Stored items

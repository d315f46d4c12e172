//! HTTP server setup and configuration.
//!
//! # Responsibilities
//! - Create the axum Router with the catch-all proxy handler
//! - Wire up middleware (tracing, request ID)
//! - Buffer inbound bodies up to the configured limit
//! - Dispatch requests to the routing engine
//! - Serve until the shutdown signal fires

use std::net::SocketAddr;
use std::sync::Arc;

use axum::{
    body::Body,
    extract::{ConnectInfo, State},
    http::Request,
    response::Response,
    routing::any,
    Router,
};
use tokio::net::TcpListener;
use tower::ServiceBuilder;
use tower_http::{
    request_id::{PropagateRequestIdLayer, SetRequestIdLayer},
    trace::TraceLayer,
};

use crate::config::ListenerConfig;
use crate::http::request::{forwardable_headers, request_id, UuidRequestId, X_REQUEST_ID};
use crate::http::response::into_response;
use crate::lifecycle::shutdown::ShutdownSignal;
use crate::routing::{ProxiedRequest, ProxyEngine, ProxyError};

/// Application state injected into handlers.
#[derive(Clone)]
pub struct AppState {
    pub engine: Arc<ProxyEngine>,
    pub max_body_bytes: usize,
}

/// HTTP front end of the load balancer.
pub struct HttpServer {
    router: Router,
}

impl HttpServer {
    pub fn new(engine: Arc<ProxyEngine>, listener: &ListenerConfig) -> Self {
        let state = AppState {
            engine,
            max_body_bytes: listener.max_body_bytes,
        };
        Self {
            router: Self::build_router(state),
        }
    }

    /// Build the axum router with all middleware layers.
    fn build_router(state: AppState) -> Router {
        Router::new()
            .route("/", any(proxy_handler))
            .route("/{*path}", any(proxy_handler))
            .with_state(state)
            .layer(
                ServiceBuilder::new()
                    .layer(SetRequestIdLayer::new(X_REQUEST_ID, UuidRequestId))
                    .layer(TraceLayer::new_for_http().make_span_with(|request: &Request<Body>| {
                        tracing::info_span!(
                            "request",
                            method = %request.method(),
                            uri = %request.uri(),
                            request_id = request_id(request.headers()).unwrap_or("-"),
                        )
                    }))
                    .layer(PropagateRequestIdLayer::new(X_REQUEST_ID)),
            )
    }

    /// The assembled router, for serving it some other way.
    pub fn router(&self) -> Router {
        self.router.clone()
    }

    /// Run the server until `shutdown` fires, then drain in-flight requests.
    pub async fn run(
        self,
        listener: TcpListener,
        mut shutdown: ShutdownSignal,
    ) -> Result<(), std::io::Error> {
        let addr = listener.local_addr()?;
        tracing::info!(address = %addr, "HTTP server starting");

        let app = self.router.into_make_service_with_connect_info::<SocketAddr>();
        axum::serve(listener, app)
            .with_graceful_shutdown(async move { shutdown.recv().await })
            .await?;

        tracing::info!(address = %addr, "HTTP server stopped");
        Ok(())
    }
}

/// Main proxy handler.
/// Buffers the request, hands it to the engine and relays the answer.
async fn proxy_handler(
    State(state): State<AppState>,
    ConnectInfo(addr): ConnectInfo<SocketAddr>,
    request: Request<Body>,
) -> Result<Response, ProxyError> {
    let (parts, body) = request.into_parts();
    let body = axum::body::to_bytes(body, state.max_body_bytes)
        .await
        .map_err(|_| ProxyError::BodyTooLarge {
            limit: state.max_body_bytes,
        })?;

    let path_and_query = parts
        .uri
        .path_and_query()
        .map(|pq| pq.as_str().to_string())
        .unwrap_or_else(|| "/".to_string());

    let proxied = ProxiedRequest {
        method: parts.method,
        path_and_query,
        headers: forwardable_headers(&parts.headers),
        body,
        client_ip: addr.ip(),
    };

    let upstream = state.engine.forward(proxied).await?;
    Ok(into_response(upstream))
}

→ **The problem**
Search the entries above for the word "ConnectInfo", and copy every line where it occurs.

→ **Result below**
    extract::{ConnectInfo, State},
    ConnectInfo(addr): ConnectInfo<SocketAddr>,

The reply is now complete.